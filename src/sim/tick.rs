//! Fixed-frame simulation tick
//!
//! Frame order: input actions, spawn schedule, physics and scrolling (misses),
//! collisions, difficulty. Collisions run before difficulty so a winning
//! collection is settled before the curve reads the new score.

use serde::{Deserialize, Serialize};

use super::collision::{Body, bodies_touch, classify_exit, detect};
use super::field::{Entity, EntityKind};
use super::spawn::Spawn;
use super::state::{GameEvent, GamePhase, GameState};

/// Discrete logical actions delivered by the input collaborator
#[derive(Debug, Clone, Copy, PartialEq, Eq, Serialize, Deserialize)]
pub enum Action {
    Jump,
    FlipGravity,
    Quit,
    Restart,
}

/// Input commands for a single tick (edge-triggered)
#[derive(Debug, Clone, Default)]
pub struct TickInput {
    pub jump: bool,
    pub flip_gravity: bool,
    /// Start over from GameOver/Won
    pub restart: bool,
    /// Leave the frame loop
    pub quit: bool,
    /// Idle/demo mode - AI plays the game
    pub idle_mode: bool,
}

impl TickInput {
    pub fn from_actions(actions: impl IntoIterator<Item = Action>) -> Self {
        let mut input = Self::default();
        for action in actions {
            match action {
                Action::Jump => input.jump = true,
                Action::FlipGravity => input.flip_gravity = true,
                Action::Quit => input.quit = true,
                Action::Restart => input.restart = true,
            }
        }
        input
    }
}

/// What the frame driver should do after a tick
#[derive(Debug, Clone, Copy, PartialEq, Eq)]
pub enum LoopControl {
    Continue,
    Quit,
}

/// Advance the game state by one frame
pub fn tick(state: &mut GameState, input: &TickInput) -> LoopControl {
    if input.quit {
        return LoopControl::Quit;
    }

    // GameOver/Won only listen for restart; everything else stays frozen
    if state.phase.is_over() {
        if input.restart {
            state.reset();
        }
        return LoopControl::Continue;
    }

    let mut input = input.clone();
    if input.idle_mode {
        let (jump, flip) = idle_actions(state);
        input.jump |= jump;
        input.flip_gravity |= flip;
    }

    if input.jump && state.player.jump(&state.tuning) {
        state.events.push(GameEvent::Jumped);
    }
    if input.flip_gravity && state.player.flip_gravity(&state.tuning) {
        state.events.push(GameEvent::GravityFlipped {
            gravity: state.player.gravity,
        });
        log::debug!("Gravity flipped to {:?}", state.player.gravity);
    }

    state.time_ticks += 1;
    state.clock_ms = state.time_ticks as f64 * state.tuning.frame_ms;

    // Spawn tick
    if state.spawner.poll(state.clock_ms) {
        let spawn = state.spawner.on_tick(
            &mut state.rng,
            &state.tuning,
            state.difficulty.max_number,
            state.player.charged,
            state.field.powerup_in_flight(),
        );
        let id = state.field.spawn(spawn, &state.tuning);
        let event = match spawn {
            Spawn::Number { value, lane } => GameEvent::SpawnedNumber {
                id,
                value,
                prime: matches!(
                    state.field.get(id).map(|e| e.kind),
                    Some(EntityKind::Number { prime: true, .. })
                ),
                lane,
            },
            Spawn::PowerUp { lane } => GameEvent::SpawnedPowerUp { id, lane },
        };
        log::debug!("Spawn at {:.0}ms: {:?}", state.clock_ms, event);
        state.events.push(event);
    }

    // Physics and scrolling
    state.player.update(&state.tuning);
    let exited = state.field.advance();
    state.apply_all(exited.iter().filter_map(classify_exit));

    // Collisions
    let score_before = state.score;
    if state.phase == GamePhase::Playing {
        let outcomes = detect(&state.player, &state.field, &state.masks);
        state.apply_all(outcomes);
    }

    // Difficulty
    if state.phase == GamePhase::Playing && state.score != score_before {
        let threshold_before = state.difficulty.last_threshold;
        if let Some(interval) = state.difficulty.on_score_changed(state.score) {
            state.spawner.reschedule(state.clock_ms, interval);
        }
        if state.difficulty.last_threshold != threshold_before {
            state.events.push(GameEvent::DifficultyRaised {
                spawn_interval_ms: state.difficulty.spawn_interval_ms,
                max_number: state.difficulty.max_number,
            });
        }
    }

    LoopControl::Continue
}

/// How far ahead (pixels) the idle AI looks for incoming entities
const IDLE_LOOKAHEAD: f32 = 400.0;
/// Frames simulated for one jump arc
const IDLE_JUMP_FRAMES: usize = 120;

/// Idle/demo mode: pick jump and flip actions for the current frame
///
/// Jumps when a simulated jump from here would touch a prime or power-up
/// before any composite. Spends a charge only when nothing is close.
fn idle_actions(state: &GameState) -> (bool, bool) {
    let player = &state.player;
    if !player.grounded {
        return (false, false);
    }

    let player_left = player.bounds().left() as f32;
    let incoming: Vec<Entity> = state
        .field
        .iter()
        .filter(|e| e.pos.x + e.width as f32 / 2.0 >= player_left)
        .filter(|e| e.pos.x - player_left <= IDLE_LOOKAHEAD)
        .cloned()
        .collect();

    if incoming.is_empty() {
        return (false, player.charged);
    }

    let first_contact = simulate_jump(state, incoming);
    let jump = matches!(
        first_contact,
        Some(EntityKind::Number { prime: true, .. } | EntityKind::PowerUp)
    );
    (jump, false)
}

/// Kind of the first entity touched during a jump started this frame
fn simulate_jump(state: &GameState, mut entities: Vec<Entity>) -> Option<EntityKind> {
    let mut ghost = state.player.clone();
    ghost.jump(&state.tuning);
    for _ in 0..IDLE_JUMP_FRAMES {
        ghost.update(&state.tuning);
        for entity in &mut entities {
            entity.advance();
        }
        if let Some(hit) = entities
            .iter()
            .find(|e| bodies_touch(&ghost, *e, &state.masks))
        {
            return Some(hit.kind);
        }
        if ghost.grounded {
            break;
        }
    }
    None
}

+++++

> _TRY IT_: Line count for the string "GamePhase": state how many lines in the data contain it, and output nothing else.

> _RESULT BELOW_: 3